» **What is being asked**
Produce an exact copy of the lines below, starting at the first and ending with the line containing "GCS V4 limit).".

» **Provided records**
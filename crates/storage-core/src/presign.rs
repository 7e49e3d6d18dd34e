use std::time::Duration;

use crate::{StorageError, StorageResult};

/// Maximum lifetime of a signed URL (7 days, the S3 and GCS V4 limit).
pub const MAX_SIGN_TTL: Duration = Duration::from_secs(7 * 24 * 60 * 60);

/// Validates a signed URL lifetime. Backends sign in whole seconds, so the
/// lifetime must be at least one second.
pub fn validate_sign_ttl(ttl: Duration) -> StorageResult<()> {
  if ttl.as_secs() == 0 {
    return Err(StorageError::Signing(miette::miette!(
      "signed URL lifetime must be at least one second"
    )));
  }
  if ttl > MAX_SIGN_TTL {
    return Err(StorageError::Signing(miette::miette!(
      "signed URL lifetime of {} seconds exceeds the maximum of {} seconds",
      ttl.as_secs(),
      MAX_SIGN_TTL.as_secs()
    )));
  }
  Ok(())
}

#[cfg(test)]
mod tests {
  use super::*;

  #[test]
  fn bounds() {
    assert!(validate_sign_ttl(Duration::from_secs(3600)).is_ok());
    assert!(validate_sign_ttl(MAX_SIGN_TTL).is_ok());
    assert!(validate_sign_ttl(Duration::from_secs(1)).is_ok());
    assert!(validate_sign_ttl(Duration::ZERO).is_err());
    assert!(validate_sign_ttl(Duration::from_millis(500)).is_err());
    assert!(validate_sign_ttl(MAX_SIGN_TTL + Duration::from_secs(1)).is_err());
  }
}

» **Output of the task**
filename crates/storage-core/src/presign.rs
repository 7e49e3d6d18dd34e
use std::time::Duration;

use crate::{StorageError, StorageResult};

/// Maximum lifetime of a signed URL (7 days, the S3 and GCS V4 limit).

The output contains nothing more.